Что сделали шведы: они особо подчеркивали и до сих пор подчеркивают, что в их стратегии нет политического компонента, что это стратегия, основывающаяся на медицинских знаниях, научных знаниях.
– Цинизм за скобки, есть такой медицинский подход. И в результате они пришли к пониманию, что это не работает так, как они предполагали? Или все-таки они пока остаются при своем?
– Я не могу сказать, к какому пониманию они пришли, но по тем интервью и той информации, которая поступает из Швеции, становится понятно, что они сейчас озабочены, они видят, что, по крайней мере, стратегия явно неидеальна, и они думают, что делать дальше. Решений однозначных пока не принято.
– Вот есть Швеция, есть Норвегия. Разные стратегии: тут карантин, тут карантина нет. И когда придет время открывать границы, люди, которые живут по соседству со Швецией или в других странах, будут опасаться пускать этих людей к себе сразу или [не будут пускать их] дольше, чем других, потому что у них не было карантина и больше людей переболело? Или так быть не может? Насколько мы можем доверять цифрам тестирования, которое там происходит внутри страны?
– Вопрос доверия статистике, которую страны сообщают друг другу, сообщают в первую очередь Всемирной организации здравоохранения, – это вопрос большой. Я не думаю, что такие страны, как Норвегия и Швеция, будут что-то утаивать и где-то врать. Ситуация, наверное, будет такая. В Норвегии, например, если у нас ситуация стабилизируется и все будет относительно неплохо, то будет происходить ежедневный мониторинг. И все страны будут относиться либо к группе с неблагополучной эпидобстановкой, либо к группе стран с обстановкой стабильной и благоприятной.
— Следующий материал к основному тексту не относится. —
/*
 * Copyright (c) 2026 Mohamad Al-Zawahreh (dba Sovereign Systems).
 *
 * This file is part of the Funny Compiler.
 *
 * LICENSE: DUAL-LICENSED (AGPLv3 or COMMERCIAL).
 *
 * 1. OPEN SOURCE: You may use this file under the terms of the GNU Affero
 * General Public License v3.0. If you link to this code, your ENTIRE
 * application must be open-sourced under AGPLv3.
 *
 * 2. COMMERCIAL: For proprietary use, you must obtain a Commercial License
 * from Sovereign Systems.
 *
 * PATENT NOTICE: Protected by US Patent App #63/935,467.
 * NO IMPLIED LICENSE to rights of Mohamad Al-Zawahreh or Sovereign Systems.
 */

//! End-to-end: JSON module -> checker -> resolver -> WebAssembly -> wasmtime.

use funny_core::ast::*;
use funny_core::loader::load_module;
use funny_core::wasm_runner::FunnyInstance;
use funny_core::{ErrorKind, Pipeline, PipelineError};

fn build(module: &Module) -> FunnyInstance {
    let compiled = Pipeline::default().build(module, "").expect("build failed");
    FunnyInstance::instantiate(&compiled.bytes).expect("instantiate failed")
}

fn func(
    name: &str,
    parameters: Vec<VarDecl>,
    returns: Vec<VarDecl>,
    locals: Vec<VarDecl>,
    body: Vec<Statement>,
) -> FunctionDef {
    FunctionDef {
        name: name.to_string(),
        parameters,
        returns,
        locals,
        requires: None,
        ensures: None,
        body: Statement::block(body),
    }
}

fn inc(name: &str) -> Statement {
    Statement::assign(name, Expr::binary(ArithOp::Add, Expr::var(name), Expr::num(1)))
}

#[test]
fn test_add_from_json_round_trip() {
    let json = r#"{
        "functions": [{
            "name": "f",
            "parameters": [
                { "name": "a", "varType": "int" },
                { "name": "b", "varType": "int" }
            ],
            "returns": [{ "name": "r", "varType": "int" }],
            "body": {
                "type": "block",
                "statements": [{
                    "type": "assign",
                    "kind": "simple",
                    "targets": ["r"],
                    "value": {
                        "type": "binary",
                        "op": "+",
                        "left": { "type": "var", "name": "a" },
                        "right": { "type": "var", "name": "b" }
                    }
                }]
            }
        }]
    }"#;
    let compiled = Pipeline::default().build_json(json, "").unwrap();
    let mut instance = FunnyInstance::instantiate(&compiled.bytes).unwrap();
    assert_eq!(instance.call("f", &[2, 3]).unwrap(), vec![5]);
    assert_eq!(instance.call("f", &[i32::MAX, 1]).unwrap(), vec![i32::MIN]);
}

#[test]
fn test_tuple_returns_across_calls() {
    let module = Module {
        functions: vec![
            func(
                "main",
                vec![VarDecl::int("a"), VarDecl::int("b")],
                vec![VarDecl::int("sum")],
                vec![VarDecl::int("q"), VarDecl::int("r")],
                vec![
                    Statement::assign_tuple(
                        &["q", "r"],
                        FunctionCall::new("divmod", vec![Expr::var("a"), Expr::var("b")]),
                    ),
                    Statement::assign(
                        "sum",
                        Expr::binary(
                            ArithOp::Add,
                            Expr::binary(ArithOp::Mul, Expr::var("q"), Expr::num(100)),
                            Expr::var("r"),
                        ),
                    ),
                ],
            ),
            func(
                "divmod",
                vec![VarDecl::int("a"), VarDecl::int("b")],
                vec![VarDecl::int("q"), VarDecl::int("r")],
                vec![],
                vec![
                    Statement::assign("q", Expr::binary(ArithOp::Div, Expr::var("a"), Expr::var("b"))),
                    Statement::assign(
                        "r",
                        Expr::binary(
                            ArithOp::Sub,
                            Expr::var("a"),
                            Expr::binary(ArithOp::Mul, Expr::var("q"), Expr::var("b")),
                        ),
                    ),
                ],
            ),
        ],
    };
    let mut instance = build(&module);
    assert_eq!(instance.call("divmod", &[17, 5]).unwrap(), vec![3, 2]);
    assert_eq!(instance.call("main", &[17, 5]).unwrap(), vec![302]);
}

#[test]
fn test_array_sum_through_memory() {
    let module = Module {
        functions: vec![func(
            "sum",
            vec![VarDecl::array("a"), VarDecl::int("n")],
            vec![VarDecl::int("s")],
            vec![VarDecl::int("i")],
            vec![Statement::while_loop(
                Condition::compare(CompareOp::Lt, Expr::var("i"), Expr::var("n")),
                Statement::block(vec![
                    Statement::assign(
                        "s",
                        Expr::binary(ArithOp::Add, Expr::var("s"), Expr::index("a", Expr::var("i"))),
                    ),
                    inc("i"),
                ]),
            )],
        )],
    };
    let mut instance = build(&module);
    instance.write_array(0, &[3, -1, 4, 1, -5, 9]).unwrap();
    assert_eq!(instance.call("sum", &[0, 6]).unwrap(), vec![11]);
    assert_eq!(instance.call("sum", &[8, 2]).unwrap(), vec![5]);
    assert_eq!(instance.call("sum", &[0, 0]).unwrap(), vec![0]);
}

#[test]
fn test_in_place_reverse() {
    // Parameters are read-only, so the array is a local: a zero-initialised
    // `int[]` slot addresses the start of memory.
    let module = Module {
        functions: vec![func(
            "reverse",
            vec![VarDecl::int("n")],
            vec![],
            vec![VarDecl::array("a"), VarDecl::int("i"), VarDecl::int("j"), VarDecl::int("t")],
            vec![
                Statement::assign("j", Expr::binary(ArithOp::Sub, Expr::var("n"), Expr::num(1))),
                Statement::while_loop(
                    Condition::compare(CompareOp::Lt, Expr::var("i"), Expr::var("j")),
                    Statement::block(vec![
                        Statement::assign("t", Expr::index("a", Expr::var("i"))),
                        Statement::assign_index("a", Expr::var("i"), Expr::index("a", Expr::var("j"))),
                        Statement::assign_index("a", Expr::var("j"), Expr::var("t")),
                        inc("i"),
                        Statement::assign("j", Expr::binary(ArithOp::Sub, Expr::var("j"), Expr::num(1))),
                    ]),
                ),
            ],
        )],
    };
    let mut instance = build(&module);
    instance.write_array(0, &[1, 2, 3, 4, 5]).unwrap();
    assert!(instance.call("reverse", &[5]).unwrap().is_empty());
    assert_eq!(instance.read_array(0, 5).unwrap(), vec![5, 4, 3, 2, 1]);
}

#[test]
fn test_recursive_factorial() {
    let module = Module {
        functions: vec![func(
            "fact",
            vec![VarDecl::int("n")],
            vec![VarDecl::int("r")],
            vec![],
            vec![Statement::if_else(
                Condition::compare(CompareOp::Le, Expr::var("n"), Expr::num(1)),
                Statement::assign("r", Expr::num(1)),
                Some(Statement::assign(
                    "r",
                    Expr::binary(
                        ArithOp::Mul,
                        Expr::var("n"),
                        Expr::call("fact", vec![Expr::binary(ArithOp::Sub, Expr::var("n"), Expr::num(1))]),
                    ),
                )),
            )],
        )],
    };
    let mut instance = build(&module);
    assert_eq!(instance.call("fact", &[5]).unwrap(), vec![120]);
    assert_eq!(instance.call("fact", &[0]).unwrap(), vec![1]);
}

#[test]
fn test_division_by_zero_traps() {
    let module = Module {
        functions: vec![func(
            "div",
            vec![VarDecl::int("a"), VarDecl::int("b")],
            vec![VarDecl::int("q")],
            vec![],
            vec![Statement::assign("q", Expr::binary(ArithOp::Div, Expr::var("a"), Expr::var("b")))],
        )],
    };
    let mut instance = build(&module);
    assert_eq!(instance.call("div", &[-9, 2]).unwrap(), vec![-4]);
    let err = instance.call("div", &[1, 0]).unwrap_err();
    assert!(err.is_trap(), "expected trap, got {}", err);
}

#[test]
fn test_connectives_evaluate_one_side() {
    // safe(a, b): r = 1 if (b != 0 and a / b > 1), else 0. With b == 0 the
    // right operand must not run.
    let guarded = Condition::logic(
        LogicOp::And,
        Condition::compare(CompareOp::Ne, Expr::var("b"), Expr::num(0)),
        Condition::compare(
            CompareOp::Gt,
            Expr::binary(ArithOp::Div, Expr::var("a"), Expr::var("b")),
            Expr::num(1),
        ),
    );
    let implied = Condition::logic(
        LogicOp::Implies,
        Condition::compare(CompareOp::Ne, Expr::var("b"), Expr::num(0)),
        Condition::compare(CompareOp::Eq, Expr::var("a"), Expr::var("a")),
    );
    let module = Module {
        functions: vec![
            func(
                "safe",
                vec![VarDecl::int("a"), VarDecl::int("b")],
                vec![VarDecl::int("r")],
                vec![],
                vec![Statement::if_else(guarded, Statement::assign("r", Expr::num(1)), None)],
            ),
            func(
                "imp",
                vec![VarDecl::int("a"), VarDecl::int("b")],
                vec![VarDecl::int("r")],
                vec![],
                vec![Statement::if_else(
                    Condition::logic(
                        LogicOp::Or,
                        Condition::not(implied),
                        Condition::Bool { value: false },
                    ),
                    Statement::assign("r", Expr::num(1)),
                    Some(Statement::assign("r", Expr::num(2))),
                )],
            ),
        ],
    };
    let mut instance = build(&module);
    assert_eq!(instance.call("safe", &[10, 0]).unwrap(), vec![0]);
    assert_eq!(instance.call("safe", &[10, 3]).unwrap(), vec![1]);
    assert_eq!(instance.call("safe", &[2, 3]).unwrap(), vec![0]);
    assert_eq!(instance.call("imp", &[4, 0]).unwrap(), vec![2]);
    assert_eq!(instance.call("imp", &[4, 1]).unwrap(), vec![2]);
}

#[test]
fn test_call_statement_discards_results() {
    let module = Module {
        functions: vec![
            func(
                "store",
                vec![VarDecl::int("v")],
                vec![VarDecl::int("old")],
                vec![VarDecl::array("a")],
                vec![
                    Statement::assign("old", Expr::index("a", Expr::num(0))),
                    Statement::assign_index("a", Expr::num(0), Expr::var("v")),
                ],
            ),
            func(
                "main",
                vec![VarDecl::int("v")],
                vec![],
                vec![],
                vec![Statement::Call {
                    call: FunctionCall::new("store", vec![Expr::var("v")]),
                }],
            ),
        ],
    };
    let mut instance = build(&module);
    instance.write_array(0, &[7]).unwrap();
    assert!(instance.call("main", &[42]).unwrap().is_empty());
    assert_eq!(instance.read_array(0, 1).unwrap(), vec![42]);
    assert_eq!(instance.call("store", &[5]).unwrap(), vec![42]);
}

#[test]
fn test_duplicate_main_from_json() {
    let json = r#"{
        "functions": [
            { "name": "main", "body": { "type": "block", "statements": [] } },
            { "name": "main", "body": { "type": "block", "statements": [] } }
        ]
    }"#;
    let module = load_module(json).unwrap();
    let err = Pipeline::default().build(&module, "main()\n{}\nmain()\n{}").unwrap_err();
    match err {
        PipelineError::Semantic(e) => {
            assert_eq!(e.kind, ErrorKind::DuplicateFunction);
            assert!(e.message.contains("main"));
            assert_eq!(e.span.map(|s| s.start_line), Some(1));
        }
        other => panic!("Expected a semantic error, got {}", other),
    }
}
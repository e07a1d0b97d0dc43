/*
 * Copyright (c) 2026 Mohamad Al-Zawahreh (dba Sovereign Systems).
 *
 * This file is part of the Funny Compiler.
 *
 * LICENSE: DUAL-LICENSED (AGPLv3 or COMMERCIAL).
 *
 * 1. OPEN SOURCE: You may use this file under the terms of the GNU Affero
 * General Public License v3.0. If you link to this code, your ENTIRE
 * application must be open-sourced under AGPLv3.
 *
 * 2. COMMERCIAL: For proprietary use, you must obtain a Commercial License
 * from Sovereign Systems.
 *
 * PATENT NOTICE: Protected by US Patent App #63/935,467.
 * NO IMPLIED LICENSE to rights of Mohamad Al-Zawahreh or Sovereign Systems.
 */

use crate::ast::Module;
use crate::checker::{SemanticChecker, UnusedVariable};
use crate::config::CodegenOptions;
use crate::diagnostic::FunnyError;
use crate::loader::{load_module, module_digest, LoadError};
use crate::resolver::ContractResolver;
use crate::wasm_codegen::{CompiledModule, WasmCodegen, WasmCompileError};
use thiserror::Error;
use tracing::{info, instrument};

#[derive(Error, Debug)]
pub enum PipelineError {
    #[error(transparent)]
    Load(#[from] LoadError),
    #[error(transparent)]
    Semantic(#[from] FunnyError),
    #[error(transparent)]
    Codegen(#[from] WasmCompileError),
}

impl PipelineError {
    /// The user-facing diagnostic, if this is a semantic or contract error.
    pub fn diagnostic(&self) -> Option<&FunnyError> {
        match self {
            PipelineError::Semantic(e) => Some(e),
            _ => None,
        }
    }
}

/// Validate, resolve, compile.
pub struct Pipeline {
    options: CodegenOptions,
    unused: Vec<UnusedVariable>,
}

impl Default for Pipeline {
    fn default() -> Self {
        Self::new(CodegenOptions::default())
    }
}

impl Pipeline {
    pub fn new(options: CodegenOptions) -> Self {
        Pipeline {
            options,
            unused: Vec::new(),
        }
    }

    /// Unused variables found by the last `check` or `build`.
    pub fn unused_variables(&self) -> &[UnusedVariable] {
        &self.unused
    }

    /// Front end only: semantic validation, then contract resolution.
    pub fn check(&mut self, module: &Module, source: &str) -> Result<(), FunnyError> {
        self.unused.clear();
        let mut checker = SemanticChecker::new(source);
        checker.check_module(module)?;
        self.unused = checker.unused_variables().to_vec();

        ContractResolver::new(source).resolve_module(module)
    }

    #[instrument(level = "info", skip_all, fields(functions = module.functions.len()))]
    pub fn build(&mut self, module: &Module, source: &str) -> Result<CompiledModule, PipelineError> {
        self.check(module, source)?;
        let compiled = WasmCodegen::new(self.options.clone()).compile(module)?;
        let source_digest = module_digest(module)?;

        info!(
            module = %source_digest,
            binary = %compiled.digest,
            exports = compiled.exports.len(),
            "build finished"
        );
        Ok(compiled)
    }

    /// `build` on the parser's JSON output.
    pub fn build_json(&mut self, json: &str, source: &str) -> Result<CompiledModule, PipelineError> {
        let module = load_module(json)?;
        self.build(&module, source)
    }
}
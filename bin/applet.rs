use anyhow::Error as Anyhow;
use clap::Subcommand;
use derive_more::From;

mod analyze;
mod perft;

#[derive(From, Subcommand)]
pub enum Applet {
    Analyze(analyze::Analyze),
    Perft(perft::Perft),
}

impl Default for Applet {
    fn default() -> Self {
        analyze::Analyze::default().into()
    }
}

impl Applet {
    pub fn execute(self) -> Result<(), Anyhow> {
        match self {
            Applet::Analyze(a) => a.execute(),
            Applet::Perft(a) => a.execute(),
        }
    }
}
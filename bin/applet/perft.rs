use anyhow::Error as Anyhow;
use clap::Parser;
use lib::chess::Position;
use rayon::prelude::*;
use std::time::Instant;
use tracing::{info, instrument};

/// Counts the leaf nodes of the legal move tree.
#[derive(Debug, Parser)]
pub struct Perft {
    /// The depth of the tree.
    depth: u8,

    /// The root position in FEN-like notation.
    #[clap(default_value_t)]
    pos: Position,
}

impl Perft {
    #[instrument(level = "trace", skip(self), err)]
    pub fn execute(self) -> Result<(), Anyhow> {
        let timer = Instant::now();
        let nodes = perft(&self.pos, self.depth);
        info!(depth = self.depth, nodes, time = ?timer.elapsed());
        println!("{nodes}");
        Ok(())
    }
}

fn perft(pos: &Position, depth: u8) -> usize {
    match depth {
        0 => 1,
        1 => pos.moves().count(),
        d => pos
            .moves()
            .par_bridge()
            .map(|m| {
                let mut next = *pos;
                assert!(next.play(m).is_ok());
                perft(&next, d - 1)
            })
            .sum(),
    }
}
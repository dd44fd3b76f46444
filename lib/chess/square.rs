use crate::chess::{Bitboard, File, ParseFileError, ParseRankError, Rank};
use crate::util::Integer;
use derive_more::{Display, Error, From};
use serde::{Deserialize, Serialize};
use std::{fmt, str::FromStr};

/// A square on the 6x6 board.
///
/// Squares are numbered in row-major order, starting from `a1`.
#[derive(Debug, Copy, Clone, Eq, PartialEq, Ord, PartialOrd, Hash, Serialize, Deserialize)]
#[cfg_attr(test, derive(test_strategy::Arbitrary))]
#[repr(i8)]
#[rustfmt::skip]
pub enum Square {
    A1, B1, C1, D1, E1, F1,
    A2, B2, C2, D2, E2, F2,
    A3, B3, C3, D3, E3, F3,
    A4, B4, C4, D4, E4, F4,
    A5, B5, C5, D5, E5, F5,
    A6, B6, C6, D6, E6, F6,
}

impl Square {
    /// Constructs [`Square`] from a pair of [`File`] and [`Rank`].
    #[inline(always)]
    pub fn new(f: File, r: Rank) -> Self {
        <Self as Integer>::new(f.get() + r.get() * 6)
    }

    /// This square's [`File`].
    #[inline(always)]
    pub fn file(&self) -> File {
        File::new(self.get() % 6)
    }

    /// This square's [`Rank`].
    #[inline(always)]
    pub fn rank(&self) -> Rank {
        Rank::new(self.get() / 6)
    }

    /// The square `df` files and `dr` ranks away, if still on the board.
    #[inline(always)]
    pub fn offset(&self, df: i8, dr: i8) -> Option<Self> {
        let f = self.file().get().checked_add(df)?.convert()?;
        let r = self.rank().get().checked_add(dr)?.convert()?;
        Some(Square::new(f, r))
    }

    /// Returns a [`Bitboard`] that only contains this square.
    #[inline(always)]
    pub fn bitboard(self) -> Bitboard {
        Bitboard::new(1 << self.get())
    }
}

unsafe impl Integer for Square {
    type Repr = i8;
    const MIN: Self::Repr = Square::A1 as _;
    const MAX: Self::Repr = Square::F6 as _;
}

impl fmt::Display for Square {
    fn fmt(&self, f: &mut fmt::Formatter<'_>) -> fmt::Result {
        fmt::Display::fmt(&self.file(), f)?;
        fmt::Display::fmt(&self.rank(), f)?;
        Ok(())
    }
}

/// Represents a `(row, column)` coordinate that lies outside of the board.
#[derive(Debug, Display, Copy, Clone, Eq, PartialEq, Hash, Error)]
#[display("coordinate `({row}, {col})` is out of bounds")]
pub struct InvalidSquare {
    pub row: usize,
    pub col: usize,
}

/// Converts a `(row, column)` coordinate, where row `0` is [`Rank::First`].
impl TryFrom<(usize, usize)> for Square {
    type Error = InvalidSquare;

    fn try_from((row, col): (usize, usize)) -> Result<Self, Self::Error> {
        let f = i8::try_from(col).ok().and_then(|c| c.convert());
        let r = i8::try_from(row).ok().and_then(|r| r.convert());
        match (f, r) {
            (Some(f), Some(r)) => Ok(Square::new(f, r)),
            _ => Err(InvalidSquare { row, col }),
        }
    }
}

/// The `(row, column)` coordinate of a square.
impl From<Square> for (usize, usize) {
    #[inline(always)]
    fn from(sq: Square) -> Self {
        (sq.rank().index(), sq.file().index())
    }
}

/// The reason why parsing [`Square`] failed.
#[derive(Debug, Display, Clone, Eq, PartialEq, Error, From)]
pub enum ParseSquareError {
    #[display("failed to parse square")]
    InvalidFile(ParseFileError),
    #[display("failed to parse square")]
    InvalidRank(ParseRankError),
}

impl FromStr for Square {
    type Err = ParseSquareError;

    fn from_str(s: &str) -> Result<Self, Self::Err> {
        let i = s.char_indices().nth(1).map_or_else(|| s.len(), |(i, _)| i);
        Ok(Square::new(s[..i].parse()?, s[i..].parse()?))
    }
}
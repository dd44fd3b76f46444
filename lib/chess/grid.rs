use crate::chess::{Board, Piece, Position, Role, Side, Square};
use crate::util::Integer;
use derive_more::{Display, Error};
use serde::{Deserialize, Serialize};

/// A numeric encoding of the [`Board`], indexed by `[row][column]`.
///
/// Row `0` is White's back rank.
/// Empty squares are `0` and White's pieces are encoded as
///
/// | Pawn | Rook | Knight | Bishop | Queen | King | Star | Joker |
/// |------|------|--------|--------|-------|------|------|-------|
/// | 1    | 2    | 3      | 4      | 5     | 6    | 7    | 8     |
///
/// Black's pieces use the same codes offset by [`Grid::BLACK`].
#[derive(Debug, Copy, Clone, Eq, PartialEq, Hash, Serialize, Deserialize)]
pub struct Grid {
    pub cells: [[u8; 6]; 6],
    pub turn: Side,
}

impl Grid {
    /// The offset between the codes of White's and Black's pieces.
    pub const BLACK: u8 = 8;

    /// The code of a [`Piece`].
    pub fn encode(p: Piece) -> u8 {
        let code = match p.role() {
            Role::Pawn => 1,
            Role::Rook => 2,
            Role::Knight => 3,
            Role::Bishop => 4,
            Role::Queen => 5,
            Role::King => 6,
            Role::Star => 7,
            Role::Joker => 8,
        };

        match p.side() {
            Side::White => code,
            Side::Black => code + Grid::BLACK,
        }
    }

    /// The [`Piece`] for a code, if any.
    pub fn decode(code: u8) -> Option<Piece> {
        let (side, code) = match code {
            1..=8 => (Side::White, code),
            9..=16 => (Side::Black, code - Grid::BLACK),
            _ => return None,
        };

        let role = match code {
            1 => Role::Pawn,
            2 => Role::Rook,
            3 => Role::Knight,
            4 => Role::Bishop,
            5 => Role::Queen,
            6 => Role::King,
            7 => Role::Star,
            _ => Role::Joker,
        };

        Some(Piece::new(role, side))
    }
}

impl From<&Board> for Grid {
    fn from(board: &Board) -> Self {
        let mut cells = [[0; 6]; 6];
        for (p, sq) in board.iter() {
            let (row, col): (usize, usize) = sq.into();
            cells[row][col] = Grid::encode(p);
        }

        Grid {
            cells,
            turn: board.turn,
        }
    }
}

impl From<Position> for Grid {
    fn from(pos: Position) -> Self {
        Grid::from(&*pos)
    }
}

/// The reason why decoding [`Board`] from a [`Grid`] failed.
#[derive(Debug, Display, Copy, Clone, Eq, PartialEq, Hash, Error)]
#[display("unknown piece code `{code}` at `({row}, {col})`")]
pub struct DecodeGridError {
    pub row: usize,
    pub col: usize,
    pub code: u8,
}

impl TryFrom<Grid> for Board {
    type Error = DecodeGridError;

    fn try_from(grid: Grid) -> Result<Self, Self::Error> {
        let mut board = Board::empty();
        board.turn = grid.turn;

        for sq in Square::iter() {
            let (row, col) = sq.into();
            let code = grid.cells[row][col];
            let p = match code {
                0 => None,
                _ => Some(Grid::decode(code).ok_or(DecodeGridError { row, col, code })?),
            };

            board.set(sq, p);
        }

        Ok(board)
    }
}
Соответственно, в странах высокого риска, наверное, будут вводиться ограничения на транспортное пересечение границ, требования карантина, как, например, сейчас введено в Китае. То есть это будет в режиме ежедневного мониторинга, так же, как это делалось, например, в России по отношению к зарубежным странам в течение февраля и марта.